A python tool for fetching thousands of videos fast from a Youtube channel along with structured transcripts and additional metadata. Export data easily as CSV, TXT, or JSON.
📚 Table of Contents
- Installation
- Quick CLI Usage
- Basic Usage (Python API)
- Features
- Fetching Specific Channel Tabs (Videos / Shorts / Streams)

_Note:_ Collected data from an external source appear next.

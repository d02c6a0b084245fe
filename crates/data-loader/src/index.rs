//! DataIndex building and validation.
//!
//! Loads the four MovieLens tables into a `DataIndex`:
//! - Resolve a dataset name to its directory
//! - Parse the tables in parallel with Rayon
//! - Insert everything and check referential integrity

use crate::error::{DataError, Result};
use crate::parser;
use crate::types::*;
use std::path::Path;
use tracing::{info, instrument};

impl DataIndex {
    /// Load a named dataset from `<root>/<name>/`.
    ///
    /// Fails with `InvalidDataset` before touching the filesystem if the
    /// name is not a known MovieLens release.
    pub fn load_dataset(root: &Path, name: &str) -> Result<Self> {
        let dataset: Dataset = name.parse()?;
        let mut index = Self::load_from_files(&root.join(dataset.dir_name()))?;
        index.name = dataset.to_string();
        Ok(index)
    }

    /// Load the four MovieLens tables from a directory
    ///
    /// Steps:
    /// 1. Parse links, movies, ratings and tags in parallel
    /// 2. Build primary and secondary indices
    /// 3. Validate data integrity
    #[instrument]
    pub fn load_from_files(data_dir: &Path) -> Result<Self> {
        info!("Loading MovieLens tables from {:?}", data_dir);

        let links_path = data_dir.join("links.csv");
        let movies_path = data_dir.join("movies.csv");
        let ratings_path = data_dir.join("ratings.csv");
        let tags_path = data_dir.join("tags.csv");

        // Nested joins give four-way parallelism
        let ((links, movies), (ratings, tags)) = rayon::join(
            || {
                rayon::join(
                    || parser::parse_links(&links_path),
                    || parser::parse_movies(&movies_path),
                )
            },
            || {
                rayon::join(
                    || parser::parse_ratings(&ratings_path),
                    || parser::parse_tags(&tags_path),
                )
            },
        );

        let links = links?;
        let movies = movies?;
        let ratings = ratings?;
        let tags = tags?;

        info!(
            "Parsed {} links, {} movies, {} ratings, {} tags",
            links.len(),
            movies.len(),
            ratings.len(),
            tags.len()
        );

        let mut index = DataIndex::new();
        index.name = data_dir
            .file_name()
            .map(|name| name.to_string_lossy().into_owned())
            .unwrap_or_default();

        for link in links {
            index.insert_link(link);
        }
        for movie in movies {
            index.insert_movie(movie);
        }
        for rating in ratings {
            index.insert_rating(rating);
        }
        for tag in tags {
            index.insert_tag(tag);
        }

        index.validate()?;

        let (users, movies, ratings) = index.counts();
        info!(users, movies, ratings, "DataIndex built and validated");
        Ok(index)
    }

    /// Validate data integrity
    ///
    /// Check that:
    /// - All rating.movie_id references exist in movies
    /// - Ratings are half-integers in the valid range (0.5 - 5.0)
    pub fn validate(&self) -> Result<()> {
        for rating in self.ratings.values() {
            if !self.movies.contains_key(&rating.movie_id) {
                return Err(DataError::MissingReference {
                    entity: "Movie".to_string(),
                    id: rating.movie_id,
                });
            }
            if RatingBucket::from_rating(rating.rating).is_none() {
                return Err(DataError::InvalidValue {
                    field: "rating".to_string(),
                    value: rating.rating.to_string(),
                });
            }
        }
        Ok(())
    }
}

- Using Different Fetchers
- Retreive Different Languages
- Filtering
- Converting ChannelData to Rows
- SQLite Cache
- Fetching Only Manually Created Transcripts
- Exporting
- Comments
- Other Methods
- Proxy Configuration
- Advanced HTTP Configuration (Optional)
- CLI (Advanced)
- Docker Quick Start
- Contributing
- Running Tests
- Related Projects
- License
- Contributors
Installation
Install from PyPI:
pip install ytfetcher
Quick CLI Usage
Fetch 50 video transcripts + metadata from a channel and save as JSON:
ytfetcher channel TheOffice -m 50 -f json
Basic Usage (Python API)
Here’s how you can get transcripts and metadata information like channel name, description, published date, etc. from a single channel with from_channel method:
from ytfetcher import YTFetcher
fetcher = YTFetcher.from_channel(
channel_handle="TheOffice",
max_results=2
)
channel_data = fetcher.fetch_youtube_data()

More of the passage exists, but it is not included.